# WHAT YOU NEED TO DO
Scan the records for the string "TintColors"; copy each line where it occurs.

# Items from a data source
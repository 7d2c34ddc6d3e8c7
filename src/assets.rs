use std::borrow::Cow;

use gpui::{AssetSource, SharedString};
use rust_embed::RustEmbed;

/// Icons compiled into the binary.
#[derive(RustEmbed)]
#[folder = "assets"]
#[include = "icons/**/*.svg"]
pub struct Assets;

impl AssetSource for Assets {
    fn load(&self, path: &str) -> gpui::Result<Option<Cow<'static, [u8]>>> {
        let asset = Self::get(path);
        if asset.is_none() {
            log::warn!("missing asset: {}", path);
        }
        Ok(asset.map(|f| f.data))
    }

    fn list(&self, path: &str) -> gpui::Result<Vec<SharedString>> {
        Ok(Self::iter()
            .filter(|p| p.starts_with(path))
            .map(SharedString::from)
            .collect())
    }
}

#[cfg(test)]
mod tests {
    use super::*;

    const REFERENCED: &[&str] = &[
        "icons/briefcase.svg",
        "icons/calendar.svg",
        "icons/chevron-circle.svg",
        "icons/person.svg",
        "icons/globe.svg",
        "icons/emoji.svg",
        "icons/eye.svg",
        "icons/arrow-up-down.svg",
        "icons/filter.svg",
        "icons/layout.svg",
        "icons/download.svg",
        "icons/upload.svg",
        "icons/share.svg",
        "icons/split.svg",
        "icons/chevron-up.svg",
        "icons/chevron-down.svg",
        "icons/chevron-right.svg",
        "icons/plus.svg",
        "icons/more.svg",
        "icons/search.svg",
        "icons/bell.svg",
        "icons/panel.svg",
        "icons/hash.svg",
        "icons/document.svg",
        "icons/refresh.svg",
    ];

    #[test]
    fn every_referenced_icon_is_embedded() {
        for path in REFERENCED {
            assert!(
                matches!(Assets.load(path), Ok(Some(_))),
                "{} is not embedded",
                path
            );
        }
    }

    #[test]
    fn header_icons_are_embedded() {
        let dataset = crate::dataset::Dataset::job_requests();
        for header in &dataset.headers {
            if let Some(icon) = header.icon {
                assert!(REFERENCED.contains(&icon), "{} not listed", icon);
            }
        }
    }

    #[test]
    fn list_filters_by_prefix() {
        let listed = Assets.list("icons/chevron").unwrap();
        assert_eq!(listed.len(), 4);
        assert!(Assets.list("fonts/").unwrap().is_empty());
    }
}
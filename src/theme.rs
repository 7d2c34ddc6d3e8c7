use gpui::*;

#[cfg(target_os = "macos")]
use objc2::rc::Retained;
#[cfg(target_os = "macos")]
use objc2_app_kit::NSColor;

use crate::dataset::{HeaderTint, Priority, Status};

pub struct Theme {
    pub text: Rgba,
    pub subtext: Rgba,
    pub muted: Rgba,
    pub background: Rgba,
    pub surface: Rgba,
    pub sheet: Rgba,
    pub hover: Rgba,
    pub border: Rgba,
    pub grid_line: Rgba,
    pub dashed: Rgba,
    pub header: Rgba,
    pub group_box: Rgba,
    pub brand: Rgba,
    pub brand_dark: Rgba,
    pub brand_light: Rgba,
    pub toggle_active: Rgba,
    pub toggle_active_text: Rgba,
    pub accent: Rgba,
}

impl Global for Theme {}

/// Get the system accent color on macOS
#[cfg(target_os = "macos")]
fn get_system_accent_color() -> Rgba {
    let accent_color: Retained<NSColor> = NSColor::controlAccentColor();
    if let Some(rgb_color) = accent_color.colorUsingColorSpace(objc2_app_kit::NSColorSpace::sRGBColorSpace().as_ref()) {
        let r = rgb_color.redComponent() as f32;
        let g = rgb_color.greenComponent() as f32;
        let b = rgb_color.blueComponent() as f32;
        let a = rgb_color.alphaComponent() as f32;
        return rgba(
            ((r * 255.0) as u32) << 24
                | ((g * 255.0) as u32) << 16
                | ((b * 255.0) as u32) << 8
                | (a * 255.0) as u32,
        );
    }
    rgb(0x3b82f6)
}

#[cfg(not(target_os = "macos"))]
fn get_system_accent_color() -> Rgba {
    rgb(0x3b82f6)
}

/// Background, label and header-row colours for a column family.
pub struct TintColors {
    pub header_bg: Rgba,
    pub header_text: Rgba,
    pub group_bg: Rgba,
    pub group_text: Rgba,
}

impl Theme {
    pub fn init(app: &mut App) {
        app.set_global(Theme::get_light());
    }

    pub fn get_light() -> Theme {
        Theme {
            text: rgb(0x121212),
            subtext: rgb(0x757575),
            muted: rgb(0xafafaf),
            background: rgb(0xf8fafc),
            surface: rgb(0xffffff),
            sheet: rgb(0xf6f6f6),
            hover: rgb(0xf3f4f6),
            border: rgb(0xeeeeee),
            grid_line: rgb(0xe5e7eb),
            dashed: rgb(0xcbcbcb),
            header: rgb(0xeeeeee),
            group_box: rgb(0xe5e7eb),
            brand: rgb(0x4b6a4f),
            brand_dark: rgb(0x3e5741),
            brand_light: rgb(0xe8f0e9),
            toggle_active: rgb(0xdbeafe),
            toggle_active_text: rgb(0x1d4ed8),
            accent: get_system_accent_color(),
        }
    }

    pub fn tint(&self, tint: HeaderTint) -> TintColors {
        match tint {
            HeaderTint::Neutral => TintColors {
                header_bg: self.header,
                header_text: self.subtext,
                group_bg: self.surface,
                group_text: rgb(0x4a4a4a),
            },
            HeaderTint::Green => TintColors {
                header_bg: rgb(0xe8f0e9),
                header_text: rgb(0x666c66),
                group_bg: rgb(0xd2e0d4),
                group_text: rgb(0x505450),
            },
            HeaderTint::Purple => TintColors {
                header_bg: rgb(0xeae3fc),
                header_text: rgb(0x645c7f),
                group_bg: rgb(0xdccffc),
                group_text: rgb(0x463e59),
            },
            HeaderTint::Orange => TintColors {
                header_bg: rgb(0xffe9e0),
                header_text: rgb(0x8c6b61),
                group_bg: rgb(0xfac2af),
                group_text: rgb(0x695149),
            },
        }
    }

    /// (background, text) for a status badge.
    pub fn status_badge(&self, status: Option<Status>) -> (Rgba, Rgba) {
        match status {
            Some(Status::InProcess) => (rgb(0xfff3d6), rgb(0x84640a)),
            Some(Status::NeedToStart) => (rgb(0xe2e8f0), rgb(0x475569)),
            Some(Status::Complete) => (rgb(0xd2f2e2), rgb(0x0a6d3c)),
            Some(Status::Blocked) => (rgb(0xffe1dd), rgb(0xc12119)),
            None => (self.header, self.subtext),
        }
    }

    pub fn priority_color(&self, priority: Option<Priority>) -> Rgba {
        match priority {
            Some(Priority::High) => rgb(0xef4c43),
            Some(Priority::Medium) => rgb(0xc1920f),
            Some(Priority::Low) => rgb(0x1a8cff),
            None => self.text,
        }
    }
}
// H2PETRONS client - library root

pub mod api;
pub mod auth;
pub mod config;
pub mod error;
pub mod http_client;
pub mod models;
pub mod session;
pub mod transport;

pub use error::ApiError;
pub use http_client::{ApiClient, RequestOptions};
pub use session::{SessionManager, UiVisibility};
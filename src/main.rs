use anyhow::{Context, Result};
use dialoguer::Password;
use serde::Serialize;
use serde_json::json;
use std::sync::Arc;

use h2petrons_client::auth::SqliteTokenStore;
use h2petrons_client::config::{self, Command, LogFormat};
use h2petrons_client::models::RegisterRequest;
use h2petrons_client::transport::ReqwestTransport;
use h2petrons_client::{ApiClient, ApiError, RequestOptions, SessionManager};

#[tokio::main]
async fn main() -> Result<()> {
    // Load configuration first (for log level)
    let (config, command) = config::Config::load()?;
    config.validate()?;

    // Initialize logging with a configured level; stdout is reserved for output
    let log_level = config.log_level.to_lowercase();
    let env_filter = tracing_subscriber::EnvFilter::try_from_default_env()
        .unwrap_or_else(|_| tracing_subscriber::EnvFilter::new(&log_level));

    let subscriber = tracing_subscriber::fmt()
        .with_env_filter(env_filter)
        .with_writer(std::io::stderr)
        .with_target(false)
        .with_file(true)
        .with_line_number(true);

    match config.log_format {
        LogFormat::Json => subscriber.json().init(),
        LogFormat::Text => subscriber.init(),
    }

    tracing::debug!(
        api_url = %config.api_base_url,
        token_db = %config.token_db_file.display(),
        "Configuration loaded"
    );

    let store = Arc::new(SqliteTokenStore::open(&config.token_db_file)?);
    let transport = Arc::new(ReqwestTransport::new(
        config.http_max_connections,
        config.http_connect_timeout,
        config.http_request_timeout,
    )?);
    let api = Arc::new(ApiClient::new(&config.api_base_url, transport, store)?);
    let session = SessionManager::new(api);

    run(command, &session).await
}

async fn run(command: Command, session: &SessionManager) -> Result<()> {
    let api = session.api();

    match command {
        Command::Login { username, password } => {
            let password = match password {
                Some(password) => password,
                None => Password::new()
                    .with_prompt("Password")
                    .interact()
                    .context("Failed to read password")?,
            };
            let user = session.login(&username, &password).await?;
            print_json(&user)?;
        }

        Command::Register {
            username,
            email,
            first_name,
            last_name,
            password,
        } => {
            let password = match password {
                Some(password) => password,
                None => Password::new()
                    .with_prompt("Password")
                    .with_confirmation("Confirm password", "Passwords do not match")
                    .interact()
                    .context("Failed to read password")?,
            };
            let request = RegisterRequest {
                username,
                email,
                password,
                first_name,
                last_name,
            };
            let user = session.register(&request).await?;
            print_json(&user)?;
        }

        Command::Logout => {
            session.logout().await;
            eprintln!("Logged out");
        }

        Command::Whoami => match session.check_auth_status().await {
            Some(user) => {
                print_json(&json!({
                    "user": user,
                    "ui": session.visibility().await,
                }))?;
            }
            None => anyhow::bail!("Not logged in"),
        },

        Command::Status => {
            print_json(&json!({
                "api_url": api.base_url(),
                "authenticated": api.is_authenticated().await,
                "has_refresh_token": api.auth_manager().has_refresh_token().await,
            }))?;
        }

        Command::Get { path, query } => {
            let path = if path.starts_with('/') {
                path
            } else {
                format!("/{}", path)
            };
            let response = api.send(&path, RequestOptions::get().query(query)).await?;

            if !response.is_success() {
                return Err(ApiError::from_response(&response, "Request failed").into());
            }

            match response.json::<serde_json::Value>() {
                Ok(body) => print_json(&body)?,
                Err(_) => println!("{}", response.text()),
            }
        }

        Command::Research(list) => print_json(&api.list_research(&list.to_query()).await?)?,
        Command::News(list) => print_json(&api.list_news(&list.to_query()).await?)?,
        Command::Events(list) => print_json(&api.community_events(&list.to_query()).await?)?,
    }

    Ok(())
}

fn print_json<T: Serialize>(value: &T) -> Result<()> {
    println!("{}", serde_json::to_string_pretty(value)?);
    Ok(())
}
// Authentication types

use serde::Deserialize;

/// Durable storage slot for the access token
pub const ACCESS_TOKEN_KEY: &str = "access_token";

/// Durable storage slot for the refresh token
pub const REFRESH_TOKEN_KEY: &str = "refresh_token";

/// In-memory credential pair
#[derive(Debug, Clone, Default)]
pub struct Credentials {
    pub access_token: Option<String>,
    pub refresh_token: Option<String>,

    /// Bumped on every change to the pair; lets a waiter tell whether a
    /// refresh already happened since it sent its request
    pub generation: u64,
}

/// Point-in-time view used to build one outgoing request
#[derive(Debug, Clone)]
pub struct CredentialSnapshot {
    pub access_token: Option<String>,
    pub generation: u64,
}

/// Refresh endpoint response
#[derive(Debug, Deserialize)]
pub struct RefreshResponse {
    pub access_token: String,
}
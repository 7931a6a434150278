use anyhow::Result;
use std::sync::Arc;
use tokio::sync::{Mutex, RwLock};

use super::refresh;
use super::storage::{self, TokenStore};
use super::types::{CredentialSnapshot, Credentials, ACCESS_TOKEN_KEY, REFRESH_TOKEN_KEY};
use crate::transport::Transport;

/// Authentication manager
/// Owns the credential pair, mirrors it to durable storage and serializes
/// refreshes so concurrent 401s cost a single network refresh
pub struct AuthManager {
    /// Current credential pair
    credentials: RwLock<Credentials>,

    /// Held for the whole duration of a refresh
    refresh_gate: Mutex<()>,

    /// Durable token slots
    store: Arc<dyn TokenStore>,

    /// Transport for refresh requests
    transport: Arc<dyn Transport>,

    /// Full URL of the refresh endpoint
    refresh_url: String,
}

impl AuthManager {
    /// Create a manager, hydrating the credential pair from `store`
    pub fn new(
        store: Arc<dyn TokenStore>,
        transport: Arc<dyn Transport>,
        base_url: &str,
    ) -> Result<Self> {
        let (access_token, refresh_token) = storage::load_tokens(store.as_ref())?;

        tracing::debug!(
            has_access_token = access_token.is_some(),
            has_refresh_token = refresh_token.is_some(),
            "Loaded stored credentials"
        );

        Ok(Self {
            credentials: RwLock::new(Credentials {
                access_token,
                refresh_token,
                generation: 0,
            }),
            refresh_gate: Mutex::new(()),
            store,
            transport,
            refresh_url: refresh::refresh_url(base_url),
        })
    }

    /// Access token and generation, read together
    pub async fn snapshot(&self) -> CredentialSnapshot {
        let creds = self.credentials.read().await;
        CredentialSnapshot {
            access_token: creds.access_token.clone(),
            generation: creds.generation,
        }
    }

    pub async fn access_token(&self) -> Option<String> {
        self.credentials.read().await.access_token.clone()
    }

    pub async fn refresh_token(&self) -> Option<String> {
        self.credentials.read().await.refresh_token.clone()
    }

    pub async fn has_refresh_token(&self) -> bool {
        self.credentials.read().await.refresh_token.is_some()
    }

    /// Presence check only; expiry is discovered when a request fails
    pub async fn is_authenticated(&self) -> bool {
        self.credentials.read().await.access_token.is_some()
    }

    /// Overwrite both tokens in memory and storage
    /// Storage is written before the credential lock is taken, so readers never
    /// wait on disk; concurrent writers resolve last-write-wins.
    pub async fn set_tokens(&self, access_token: String, refresh_token: String) {
        self.persist(ACCESS_TOKEN_KEY, Some(access_token.as_str()));
        self.persist(REFRESH_TOKEN_KEY, Some(refresh_token.as_str()));

        let mut creds = self.credentials.write().await;
        creds.access_token = Some(access_token);
        creds.refresh_token = Some(refresh_token);
        creds.generation += 1;
    }

    /// Drop both tokens from memory and storage
    pub async fn clear_tokens(&self) {
        self.forget_stored();
        let mut creds = self.credentials.write().await;
        Self::clear_in_memory(&mut creds);
    }

    /// Refresh the access token
    /// Returns false (with both tokens cleared) when the refresh fails, or
    /// false without any network call when no refresh token is held
    pub async fn refresh(&self) -> bool {
        let _gate = self.refresh_gate.lock().await;
        self.refresh_locked().await
    }

    /// Refresh on behalf of a request sent with credentials of `generation`
    /// If the pair changed while waiting for the gate, another caller already
    /// refreshed (or cleared) it and that outcome is reused.
    pub async fn refresh_after(&self, generation: u64) -> bool {
        let _gate = self.refresh_gate.lock().await;

        {
            let creds = self.credentials.read().await;
            if creds.generation != generation {
                tracing::debug!(
                    seen = generation,
                    current = creds.generation,
                    "Credentials changed while waiting, reusing refresh outcome"
                );
                return creds.access_token.is_some();
            }
        }

        self.refresh_locked().await
    }

    async fn refresh_locked(&self) -> bool {
        let Some(refresh_token) = self.refresh_token().await else {
            tracing::debug!("No refresh token available, skipping refresh");
            return false;
        };

        match refresh::request_access_token(
            self.transport.as_ref(),
            &self.refresh_url,
            &refresh_token,
        )
        .await
        {
            Ok(access_token) => {
                self.persist(ACCESS_TOKEN_KEY, Some(access_token.as_str()));
                let mut creds = self.credentials.write().await;
                creds.access_token = Some(access_token);
                creds.generation += 1;
                true
            }
            Err(e) => {
                tracing::warn!("Token refresh failed, clearing credentials: {:#}", e);
                self.forget_stored();
                let mut creds = self.credentials.write().await;
                Self::clear_in_memory(&mut creds);
                false
            }
        }
    }

    fn forget_stored(&self) {
        self.persist(ACCESS_TOKEN_KEY, None);
        self.persist(REFRESH_TOKEN_KEY, None);
    }

    fn clear_in_memory(creds: &mut Credentials) {
        if creds.access_token.is_some() || creds.refresh_token.is_some() {
            creds.generation += 1;
        }
        creds.access_token = None;
        creds.refresh_token = None;
    }

    /// Write-through to durable storage; a failing store never blocks the
    /// in-memory transition
    fn persist(&self, key: &str, value: Option<&str>) {
        let result = match value {
            Some(value) => self.store.set(key, value),
            None => self.store.remove(key),
        };
        if let Err(e) = result {
            tracing::warn!(key = key, "Failed to persist token: {:#}", e);
        }
    }
}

# SOLUTION FOR THIS PROBLEM
pub struct TintColors {
    pub fn tint(&self, tint: HeaderTint) -> TintColors {
            HeaderTint::Neutral => TintColors {
            HeaderTint::Green => TintColors {
            HeaderTint::Purple => TintColors {
            HeaderTint::Orange => TintColors {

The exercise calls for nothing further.